The Multicenter International Study of Oxaliplatin/5-FU/ Leucovorin in the Adjuvant Treatment of Colon Cancer (MOSAIC) compared the efficacy of adjuvant 5-FU/LV/oxaliplatin to 5-FU/LV in patients with stage II and III colon cancer. Results of the MOSAIC trial demonstrated a statistically significant improvement of DFS in the 5-FU/LV/oxaliplatin arm in both the subgroups of patients with stage II and those with stage III disease (Andre et al, 2004).

These data demonstrate that adjuvant chemotherapy in stage II colon cancer is effective, though the effect on survival is small. In our trial, adjuvant chemotherapy decreased the relative risk for tumour relapse, yet with no significant impact on DFS or OS. This trial was designed to detect an absolute difference in OS of 10% between the two study arms. In addition, the planned patient number was not reached, a result being that the trial is not sufficiently powered to detect the small survival difference as observed in other trials. Due to the fact that the target number of patients recruited was not reached, the power to detect a difference in OS of 10% was reduced from 85 to 70.5%. The power of this trial to detect an absolute difference in 5-year survival of 2.9% as observed in the QUASAR 1 trial is 16.6%.

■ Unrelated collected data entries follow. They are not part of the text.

//! Strongly-typed identifiers used across the domain.
//!
//! Ids are assigned by the store on insert, so they wrap the store's integer
//! row ids rather than being generated in-process.

use core::str::FromStr;
use serde::{Deserialize, Serialize};

use crate::error::DomainError;

/// Identifier of a warehouse.
#[derive(Debug, Copy, Clone, PartialEq, Eq, PartialOrd, Ord, Hash, Serialize, Deserialize)]
#[serde(transparent)]
pub struct WarehouseId(i64);

/// Identifier of a stock item.
#[derive(Debug, Copy, Clone, PartialEq, Eq, PartialOrd, Ord, Hash, Serialize, Deserialize)]
#[serde(transparent)]
pub struct ItemId(i64);

macro_rules! impl_row_id_newtype {
    ($t:ty, $name:literal) => {
        impl $t {
            pub const fn new(raw: i64) -> Self {
                Self(raw)
            }

            pub const fn get(self) -> i64 {
                self.0
            }
        }

        impl core::fmt::Display for $t {
            fn fmt(&self, f: &mut core::fmt::Formatter<'_>) -> core::fmt::Result {
                core::fmt::Display::fmt(&self.0, f)
            }
        }

        impl From<i64> for $t {
            fn from(value: i64) -> Self {
                Self(value)
            }
        }

        impl From<$t> for i64 {
            fn from(value: $t) -> Self {
                value.0
            }
        }

        impl FromStr for $t {
            type Err = DomainError;

            fn from_str(s: &str) -> Result<Self, Self::Err> {
                let raw = i64::from_str(s)
                    .map_err(|e| DomainError::invalid_id(format!("{}: {}", $name, e)))?;
                Ok(Self(raw))
            }
        }
    };
}

impl_row_id_newtype!(WarehouseId, "WarehouseId");
impl_row_id_newtype!(ItemId, "ItemId");
//! Logging shims.
//!
//! Forwards to whichever backend is enabled through the `log`, `defmt` or
//! `esp32-log` features. With none of them enabled the macros only borrow
//! their arguments so call sites stay warning-free.
//!
//! Format strings must stay within the subset `defmt` understands: plain `{}`
//! and `{:?}` placeholders, no width or precision.
#![allow(unused_macros)]

macro_rules! log_event {
    ($level:ident, $prefix:literal, $s:literal $(, $x:expr)* $(,)?) => {
        {
            #[cfg(feature = "log")]
            ::log::$level!($s $(, $x)*);
            #[cfg(feature = "defmt")]
            ::defmt::$level!($s $(, $x)*);
            #[cfg(feature = "esp32-log")]
            ::esp_println::println!(concat!($prefix, $s) $(, $x)*);
            #[cfg(not(any(feature = "log", feature = "defmt", feature = "esp32-log")))]
            let _ = ($( & $x ),*);
        }
    };
}

macro_rules! trace {
    ($s:literal $(, $x:expr)* $(,)?) => {
        log_event!(trace, "TRACE mqtt: ", $s $(, $x)*)
    };
}

macro_rules! debug {
    ($s:literal $(, $x:expr)* $(,)?) => {
        log_event!(debug, "DEBUG mqtt: ", $s $(, $x)*)
    };
}

macro_rules! info {
    ($s:literal $(, $x:expr)* $(,)?) => {
        log_event!(info, "INFO mqtt: ", $s $(, $x)*)
    };
}

macro_rules! warn {
    ($s:literal $(, $x:expr)* $(,)?) => {
        log_event!(warn, "WARN mqtt: ", $s $(, $x)*)
    };
}

macro_rules! error {
    ($s:literal $(, $x:expr)* $(,)?) => {
        log_event!(error, "ERROR mqtt: ", $s $(, $x)*)
    };
}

Multivariate analysis in the present trial showed the number of lymph nodes resected to be a significant prognostic factor for the risk of tumour relapse, DFS, OS, and cancer-specific survival. Patients with more than 12 nodes analysed exhibited a significantly better prognosis compared to patients in whom 12 or less lymph nodes had been examined. This association between the number of lymph nodes resected and prognosis of patients with node-negative colon cancer confirms the results emanating from previous studies (Le Voyer et al, 2003; Chen and Bilchik, 2006). A possible explanation for this finding is that patients with fewer nodes analysed might be understaged and at higher risk for residual tumour disease after surgery.

In conclusion, the results of this prospective randomised trial with limited power to detect relevant differences between the study arms failed to demonstrate a statistically significant impact of adjuvant chemotherapy with 5-FU/LV on DFS and OS in patients following curative surgery for stage II colon cancer. Thus, the findings of this trial do not support the general use of adjuvant chemotherapy in all patients with stage II colon cancer.